#### EXERCISE AIM
Return, exactly as written, every line from the first line of the data below through the line that contains "Malformed Ignition config".

|---|

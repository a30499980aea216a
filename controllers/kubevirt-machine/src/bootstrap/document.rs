//! Typed bootstrap payloads
//!
//! Bootstrap providers hand out either an Ignition config (JSON) or a
//! cloud-init `#cloud-config` document (YAML). Only the user list is typed;
//! every other field is carried through unchanged.

use serde::{Deserialize, Serialize};
use std::collections::BTreeMap;
use thiserror::Error;

/// First line of a cloud-config document
pub const CLOUD_CONFIG_HEADER: &str = "#cloud-config";
/// Sudo rule granted to injected users
pub const INJECTED_USER_SUDO: &str = "ALL=(ALL) NOPASSWD:ALL";

/// Errors parsing or rendering a bootstrap payload
#[derive(Debug, Error)]
pub enum BootstrapDocumentError {
    /// Neither Ignition JSON nor `#cloud-config`
    #[error("unsupported bootstrap data format")]
    UnsupportedFormat,

    /// Malformed Ignition config
    #[error("invalid Ignition config: {0}")]
    Ignition(#[from] serde_json::Error),

    /// Malformed cloud-config
    #[error("invalid cloud-config: {0}")]
    CloudConfig(#[from] serde_yaml::Error),
}

/// Ignition config
#[derive(Debug, Clone, Default, PartialEq, Serialize, Deserialize)]
pub struct IgnitionConfig {
    /// Users and groups
    #[serde(default, skip_serializing_if = "Option::is_none")]
    pub passwd: Option<IgnitionPasswd>,

    /// Everything else (ignition, storage, systemd, ...)
    #[serde(flatten)]
    pub extra: BTreeMap<String, serde_json::Value>,
}

/// Ignition `passwd` section
#[derive(Debug, Clone, Default, PartialEq, Serialize, Deserialize)]
pub struct IgnitionPasswd {
    /// Users
    #[serde(default, skip_serializing_if = "Vec::is_empty")]
    pub users: Vec<IgnitionUser>,

    /// Untyped remainder (groups)
    #[serde(flatten)]
    pub extra: BTreeMap<String, serde_json::Value>,
}

/// Ignition user
#[derive(Debug, Clone, Default, PartialEq, Serialize, Deserialize)]
#[serde(rename_all = "camelCase")]
pub struct IgnitionUser {
    /// Login name
    pub name: String,

    /// Authorized public keys
    #[serde(default, skip_serializing_if = "Vec::is_empty")]
    pub ssh_authorized_keys: Vec<String>,

    /// Untyped remainder
    #[serde(flatten)]
    pub extra: BTreeMap<String, serde_json::Value>,
}

/// cloud-init cloud-config
#[derive(Debug, Clone, Default, PartialEq, Serialize, Deserialize)]
pub struct CloudConfig {
    /// Users; may contain the literal `default`
    #[serde(default, skip_serializing_if = "Vec::is_empty")]
    pub users: Vec<CloudConfigUserEntry>,

    /// Everything else (runcmd, write_files, ...)
    #[serde(flatten)]
    pub extra: BTreeMap<String, serde_yaml::Value>,
}

/// Entry of the cloud-config `users` list
#[derive(Debug, Clone, PartialEq, Serialize, Deserialize)]
#[serde(untagged)]
pub enum CloudConfigUserEntry {
    /// Bare name such as `default`
    Named(String),
    /// Full user definition
    User(CloudConfigUser),
}

/// cloud-config user definition
#[derive(Debug, Clone, Default, PartialEq, Serialize, Deserialize)]
pub struct CloudConfigUser {
    /// Login name
    pub name: String,

    /// Authorized public keys
    #[serde(default, skip_serializing_if = "Vec::is_empty")]
    pub ssh_authorized_keys: Vec<String>,

    /// Untyped remainder (sudo, groups, shell, ...)
    #[serde(flatten)]
    pub extra: BTreeMap<String, serde_yaml::Value>,
}

/// Parsed bootstrap payload
#[derive(Debug, Clone, PartialEq)]
pub enum BootstrapDocument {
    /// Ignition JSON
    Ignition(IgnitionConfig),
    /// cloud-init YAML
    CloudConfig(CloudConfig),
}

impl BootstrapDocument {
    /// Detect the format and parse
    pub fn parse(data: &[u8]) -> Result<Self, BootstrapDocumentError> {
        let text = std::str::from_utf8(data).map_err(|_| BootstrapDocumentError::UnsupportedFormat)?;
        let trimmed = text.trim_start();

        if trimmed.starts_with('{') {
            return Ok(Self::Ignition(serde_json::from_str(trimmed)?));
        }
        if trimmed.starts_with(CLOUD_CONFIG_HEADER) {
            let config: Option<CloudConfig> = serde_yaml::from_str(trimmed)?;
            return Ok(Self::CloudConfig(config.unwrap_or_default()));
        }
        Err(BootstrapDocumentError::UnsupportedFormat)
    }

    /// Copy of the document in which `name` exists and authorizes `authorized_key`
    #[must_use]
    pub fn ensure_user(&self, name: &str, authorized_key: &str) -> Self {
        match self {
            Self::Ignition(config) => {
                let mut config = config.clone();
                let passwd = config.passwd.get_or_insert_with(IgnitionPasswd::default);
                match passwd.users.iter_mut().find(|u| u.name == name) {
                    Some(user) => add_key(&mut user.ssh_authorized_keys, authorized_key),
                    None => passwd.users.push(IgnitionUser {
                        name: name.to_string(),
                        ssh_authorized_keys: vec![authorized_key.to_string()],
                        extra: BTreeMap::new(),
                    }),
                }
                Self::Ignition(config)
            }
            Self::CloudConfig(config) => {
                let mut config = config.clone();
                let existing = config.users.iter_mut().find_map(|entry| match entry {
                    CloudConfigUserEntry::User(user) if user.name == name => Some(user),
                    _ => None,
                });
                match existing {
                    Some(user) => add_key(&mut user.ssh_authorized_keys, authorized_key),
                    None => config.users.push(CloudConfigUserEntry::User(CloudConfigUser {
                        name: name.to_string(),
                        ssh_authorized_keys: vec![authorized_key.to_string()],
                        extra: BTreeMap::from([(
                            "sudo".to_string(),
                            serde_yaml::Value::String(INJECTED_USER_SUDO.to_string()),
                        )]),
                    })),
                }
                Self::CloudConfig(config)
            }
        }
    }

    /// Render back to bytes; cloud-config keeps its header line
    pub fn to_bytes(&self) -> Result<Vec<u8>, BootstrapDocumentError> {
        match self {
            Self::Ignition(config) => Ok(serde_json::to_vec(config)?),
            Self::CloudConfig(config) => {
                let body = serde_yaml::to_string(config)?;
                Ok(format!("{CLOUD_CONFIG_HEADER}\n{body}").into_bytes())
            }
        }
    }
}

fn add_key(keys: &mut Vec<String>, key: &str) {
    if !keys.iter().any(|k| k.trim() == key.trim()) {
        keys.push(key.to_string());
    }
}

#[cfg(test)]
mod tests {
    use super::*;

    const KEY: &str = "ssh-ed25519 AAAAC3NzaC1lZDI1NTE5AAAAIJm capk";

    #[test]
    fn test_parse_detects_format() {
        assert!(matches!(
            BootstrapDocument::parse(br#"{"ignition": {"version": "3.2.0"}}"#),
            Ok(BootstrapDocument::Ignition(_))
        ));
        assert!(matches!(
            BootstrapDocument::parse(b"#cloud-config\nruncmd:\n  - kubeadm join\n"),
            Ok(BootstrapDocument::CloudConfig(_))
        ));
        assert!(matches!(
            BootstrapDocument::parse(b"#!/bin/bash\necho hi\n"),
            Err(BootstrapDocumentError::UnsupportedFormat)
        ));
        assert!(matches!(
            BootstrapDocument::parse(b"{not json"),
            Err(BootstrapDocumentError::Ignition(_))
        ));
    }

    #[test]
    fn test_ignition_ensure_user_preserves_fields() {
        let doc = BootstrapDocument::parse(
            br#"{"ignition":{"version":"3.2.0"},"passwd":{"users":[{"name":"core","groups":["wheel"]}]},"systemd":{"units":[{"name":"kubeadm.service","enabled":true}]}}"#,
        )
        .unwrap();

        let updated = doc.ensure_user("capk", KEY);
        let value: serde_json::Value = serde_json::from_slice(&updated.to_bytes().unwrap()).unwrap();

        assert_eq!(value["ignition"]["version"], "3.2.0");
        assert_eq!(value["systemd"]["units"][0]["name"], "kubeadm.service");
        assert_eq!(value["passwd"]["users"][0]["groups"][0], "wheel");
        assert_eq!(value["passwd"]["users"][1]["name"], "capk");
        assert_eq!(value["passwd"]["users"][1]["sshAuthorizedKeys"][0], KEY);
    }

    #[test]
    fn test_ignition_ensure_user_extends_existing_user_once() {
        let doc = BootstrapDocument::parse(br#"{"ignition":{"version":"3.2.0"},"passwd":{"users":[{"name":"capk"}]}}"#).unwrap();

        let once = doc.ensure_user("capk", KEY);
        let twice = once.ensure_user("capk", KEY);
        assert_eq!(once, twice);

        let BootstrapDocument::Ignition(config) = twice else {
            panic!("expected ignition");
        };
        let users = config.passwd.unwrap().users;
        assert_eq!(users.len(), 1);
        assert_eq!(users[0].ssh_authorized_keys, vec![KEY.to_string()]);
    }

    #[test]
    fn test_cloud_config_ensure_user() {
        let doc = BootstrapDocument::parse(
            b"#cloud-config\nusers:\n  - default\n  - name: admin\n    shell: /bin/sh\nruncmd:\n  - kubeadm join --config /run/kubeadm/kubeadm-join-config.yaml\n",
        )
        .unwrap();

        let updated = doc.ensure_user("capk", KEY).ensure_user("capk", KEY);
        let bytes = updated.to_bytes().unwrap();
        let text = String::from_utf8(bytes).unwrap();
        assert!(text.starts_with("#cloud-config\n"));

        let BootstrapDocument::CloudConfig(config) = BootstrapDocument::parse(text.as_bytes()).unwrap() else {
            panic!("expected cloud-config");
        };
        assert_eq!(config.users.len(), 3);
        assert_eq!(config.users[0], CloudConfigUserEntry::Named("default".to_string()));
        let CloudConfigUserEntry::User(capk) = &config.users[2] else {
            panic!("expected user definition");
        };
        assert_eq!(capk.name, "capk");
        assert_eq!(capk.ssh_authorized_keys, vec![KEY.to_string()]);
        assert!(config.extra.contains_key("runcmd"));
    }

    #[test]
    fn test_empty_cloud_config() {
        let doc = BootstrapDocument::parse(b"#cloud-config\n").unwrap();
        let BootstrapDocument::CloudConfig(config) = doc.ensure_user("capk", KEY) else {
            panic!("expected cloud-config");
        };
        assert_eq!(config.users.len(), 1);
    }
}
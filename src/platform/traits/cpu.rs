//! CPU facade trait
//!
//! The scheduler interacts with the hardware only through this interface:
//! interrupt masking for mutual exclusion, the free-running system tick,
//! and a low-power hint for the host loop.

/// Platform-agnostic CPU facade.
///
/// This trait abstracts over different CPU backends:
/// - A zero-sized wrapper around the target's intrinsics on embedded
///   targets (calls monomorphise to direct intrinsic calls)
/// - [`MockCpu`](crate::platform::MockCpu) for host testing with a
///   scripted tick
///
/// # Implementation requirements
///
/// `enter_critical_section` / `leave_critical_section` must establish
/// mutual exclusion against interrupt handlers on this core, and must act
/// as a compiler barrier so that memory accesses cannot be reordered
/// across the section boundary (on Cortex-M, `cpsid i` / `cpsie i` with a
/// compiler fence). The scheduler never nests its own sections; nesting
/// support is only needed if the host itself nests them.
pub trait CpuInterface {
    /// Mask interrupts that could mutate scheduler state on this core.
    fn enter_critical_section(&self);

    /// Unmask interrupts masked by [`enter_critical_section`].
    ///
    /// [`enter_critical_section`]: CpuInterface::enter_critical_section
    fn leave_critical_section(&self);

    /// Current value of the free-running tick counter.
    ///
    /// Wraps modulo 2^32; consumers compare ticks with wrap-aware signed
    /// arithmetic and must keep intervals below 2^31 ticks.
    fn system_tick(&self) -> u32;

    /// Low-power hint.
    ///
    /// The scheduler never calls this itself; the host loop may use it
    /// between [`update`](crate::Scheduler::update) calls (on Cortex-M,
    /// `wfi`).
    fn sleep(&self);
}

/// Scope guard for a CPU critical section.
///
/// Enters the section on construction and leaves it when dropped, so no
/// early return can leave interrupts masked.
///
/// # Example
///
/// ```
/// use tick_sched::{CriticalSection, MockCpu};
///
/// let cpu = MockCpu::new();
/// {
///     let _section = CriticalSection::enter(&cpu);
///     assert_eq!(cpu.critical_depth(), 1);
/// }
/// assert_eq!(cpu.critical_depth(), 0);
/// ```
pub struct CriticalSection<'a, C: CpuInterface> {
    cpu: &'a C,
}

impl<'a, C: CpuInterface> CriticalSection<'a, C> {
    /// Mask interrupts until the returned guard is dropped.
    pub fn enter(cpu: &'a C) -> Self {
        cpu.enter_critical_section();
        Self { cpu }
    }
}

impl<C: CpuInterface> Drop for CriticalSection<'_, C> {
    fn drop(&mut self) {
        self.cpu.leave_critical_section();
    }
}

#[cfg(test)]
mod tests {
    use super::*;
    use crate::platform::mock::MockCpu;

    #[test]
    fn guard_brackets_the_section() {
        let cpu = MockCpu::new();
        assert_eq!(cpu.critical_depth(), 0);

        let section = CriticalSection::enter(&cpu);
        assert_eq!(cpu.critical_depth(), 1);
        assert_eq!(cpu.enter_count(), 1);

        drop(section);
        assert_eq!(cpu.critical_depth(), 0);
    }

    #[test]
    fn guard_releases_on_early_return() {
        fn bails_out(cpu: &MockCpu, bail: bool) -> Option<u32> {
            let _section = CriticalSection::enter(cpu);
            if bail {
                return None;
            }
            Some(cpu.system_tick())
        }

        let cpu = MockCpu::new();
        assert!(bails_out(&cpu, true).is_none());
        assert_eq!(cpu.critical_depth(), 0);

        assert!(bails_out(&cpu, false).is_some());
        assert_eq!(cpu.critical_depth(), 0);
        assert_eq!(cpu.enter_count(), 2);
    }
}
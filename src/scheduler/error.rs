//! Scheduler error types

use core::fmt;

/// Result type for scheduler operations
pub type Result<T> = core::result::Result<T, SchedulerError>;

/// Scheduler-level errors
///
/// Scheduling a task is the only fallible operation; unscheduling and
/// dispatch never fail.
#[derive(Debug, Clone, Copy, PartialEq, Eq)]
pub enum SchedulerError {
    /// The task table is full; the request was dropped.
    CapacityExhausted,
}

impl fmt::Display for SchedulerError {
    fn fmt(&self, f: &mut fmt::Formatter<'_>) -> fmt::Result {
        match self {
            SchedulerError::CapacityExhausted => write!(f, "task table capacity exhausted"),
        }
    }
}
//! MIME type detection module
//!
//! Resolves the Content-Type for a file from its extension. The table is an
//! immutable value built once from configuration and handed to the file engine.

use crate::config::MimeConfig;
use std::collections::HashMap;
use std::path::Path;

/// Extension to content-type table with a fallback for unmatched extensions
#[derive(Debug, Clone)]
pub struct MimeTable {
    types: HashMap<String, String>,
    builtin: bool,
    fallback: String,
}

impl MimeTable {
    pub fn new(types: HashMap<String, String>, builtin: bool, fallback: String) -> Self {
        let types = types
            .into_iter()
            .map(|(ext, mime)| (normalize_extension(&ext), mime))
            .collect();
        Self {
            types,
            builtin,
            fallback,
        }
    }

    pub fn from_config(config: &MimeConfig) -> Self {
        Self::new(
            config.types.clone(),
            config.builtin,
            config.fallback.clone(),
        )
    }

    /// Content-Type for an extension (without the dot)
    ///
    /// Explicit entries win, then built-in guesses, then the fallback.
    /// Matching is case-insensitive.
    pub fn content_type(&self, extension: Option<&str>) -> &str {
        let Some(ext) = extension.filter(|e| !e.is_empty()) else {
            return &self.fallback;
        };
        let ext = normalize_extension(ext);
        if let Some(mime) = self.types.get(&ext) {
            return mime;
        }
        if self.builtin {
            if let Some(mime) = builtin_content_type(&ext) {
                return mime;
            }
        }
        &self.fallback
    }

    /// Content-Type for a file path
    pub fn for_path(&self, path: &Path) -> &str {
        self.content_type(path.extension().and_then(|e| e.to_str()))
    }

    pub fn uses_builtin(&self) -> bool {
        self.builtin
    }

    pub fn len(&self) -> usize {
        self.types.len()
    }

    pub fn is_empty(&self) -> bool {
        self.types.is_empty()
    }
}

impl Default for MimeTable {
    fn default() -> Self {
        Self::from_config(&MimeConfig::default())
    }
}

fn normalize_extension(ext: &str) -> String {
    ext.trim_start_matches('.').to_ascii_lowercase()
}

/// Built-in guesses used beneath the explicit table
fn builtin_content_type(extension: &str) -> Option<&'static str> {
    let mime = match extension {
        // Text
        "html" | "htm" => "text/html",
        "css" => "text/css",
        "txt" | "md" => "text/plain",
        "xml" => "application/xml",
        "csv" => "text/csv",

        // JavaScript/WASM
        "js" | "mjs" => "text/javascript",
        "json" | "map" => "application/json",
        "wasm" => "application/wasm",
        "webmanifest" => "application/manifest+json",

        // Images
        "png" => "image/png",
        "jpg" | "jpeg" => "image/jpeg",
        "gif" => "image/gif",
        "svg" => "image/svg+xml",
        "ico" => "image/vnd.microsoft.icon",
        "webp" => "image/webp",
        "avif" => "image/avif",

        // Video
        "mp4" => "video/mp4",
        "webm" => "video/webm",
        "ogv" => "video/ogg",

        // Audio
        "mp3" => "audio/mpeg",
        "wav" => "audio/wav",
        "ogg" => "audio/ogg",
        "flac" => "audio/flac",

        // Fonts
        "woff" => "font/woff",
        "woff2" => "font/woff2",
        "ttf" => "font/ttf",
        "otf" => "font/otf",

        // Archives and documents
        "pdf" => "application/pdf",
        "zip" => "application/zip",
        "gz" => "application/gzip",
        "tar" => "application/x-tar",

        _ => return None,
    };
    Some(mime)
}
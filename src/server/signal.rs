// Signal handling module
//
// The server has no programmatic stop; it runs until the process is told
// to terminate:
// - SIGTERM: stop accepting and exit
// - SIGINT:  stop accepting and exit (Ctrl+C)

/// Wait for a termination signal and return its name
#[cfg(unix)]
pub async fn shutdown_signal() -> std::io::Result<&'static str> {
    use tokio::signal::unix::{signal, SignalKind};

    let mut sigterm = signal(SignalKind::terminate())?;
    let mut sigint = signal(SignalKind::interrupt())?;

    tokio::select! {
        _ = sigterm.recv() => Ok("SIGTERM"),
        _ = sigint.recv() => Ok("SIGINT"),
    }
}

/// Windows fallback - only handles Ctrl+C
#[cfg(not(unix))]
pub async fn shutdown_signal() -> std::io::Result<&'static str> {
    tokio::signal::ctrl_c().await?;
    Ok("Ctrl+C")
}
// Listener module
// Creates the TCP listener the accept loop runs on

use socket2::{Domain, Protocol, Socket, Type};
use tokio::net::TcpListener;

/// Listen backlog queue size
const BACKLOG: i32 = 128;

/// Create a `TcpListener` with `SO_REUSEADDR` enabled.
///
/// `SO_REUSEADDR` lets a restarted server bind while old sockets sit in
/// `TIME_WAIT`. `SO_REUSEPORT` stays off, so a port held by another live
/// listener is still a bind error.
///
/// # Arguments
///
/// * `addr` - The socket address to bind to
///
/// # Returns
///
/// * `Ok(TcpListener)` - Successfully created and bound listener
/// * `Err(std::io::Error)` - Failed to create or bind socket
pub fn create_listener(addr: std::net::SocketAddr) -> std::io::Result<TcpListener> {
    let domain = if addr.is_ipv4() {
        Domain::IPV4
    } else {
        Domain::IPV6
    };

    let socket = Socket::new(domain, Type::STREAM, Some(Protocol::TCP))?;
    socket.set_reuse_address(true)?;
    socket.set_nonblocking(true)?;
    socket.bind(&addr.into())?;
    socket.listen(BACKLOG)?;

    let std_listener: std::net::TcpListener = socket.into();
    TcpListener::from_std(std_listener)
}
// Application state module
// Read-only state shared by every connection

use std::sync::Arc;

use super::types::Config;
use crate::handler::FileServer;
use crate::isolation::ResponseFinishers;

/// Application state, built once at startup and never mutated
pub struct AppState {
    pub config: Config,
    pub files: FileServer,
    pub finishers: Arc<ResponseFinishers>,
}

impl AppState {
    pub fn new(config: Config) -> Self {
        let files = FileServer::from_config(&config);
        Self::with_files(config, files)
    }

    /// Build state around an already configured file engine
    pub fn with_files(config: Config, files: FileServer) -> Self {
        Self {
            config,
            files,
            finishers: Arc::new(ResponseFinishers::isolated()),
        }
    }
}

|---|

#### ANSWER BOX
repository a30499980aea216a
filename controllers/kubevirt-machine/src/bootstrap/document.rs
//! Typed bootstrap payloads
//!
//! Bootstrap providers hand out either an Ignition config (JSON) or a
//! cloud-init `#cloud-config` document (YAML). Only the user list is typed;
//! every other field is carried through unchanged.

use serde::{Deserialize, Serialize};
use std::collections::BTreeMap;
use thiserror::Error;

/// First line of a cloud-config document
pub const CLOUD_CONFIG_HEADER: &str = "#cloud-config";
/// Sudo rule granted to injected users
pub const INJECTED_USER_SUDO: &str = "ALL=(ALL) NOPASSWD:ALL";

/// Errors parsing or rendering a bootstrap payload
#[derive(Debug, Error)]
pub enum BootstrapDocumentError {
    /// Neither Ignition JSON nor `#cloud-config`
    #[error("unsupported bootstrap data format")]
    UnsupportedFormat,

    /// Malformed Ignition config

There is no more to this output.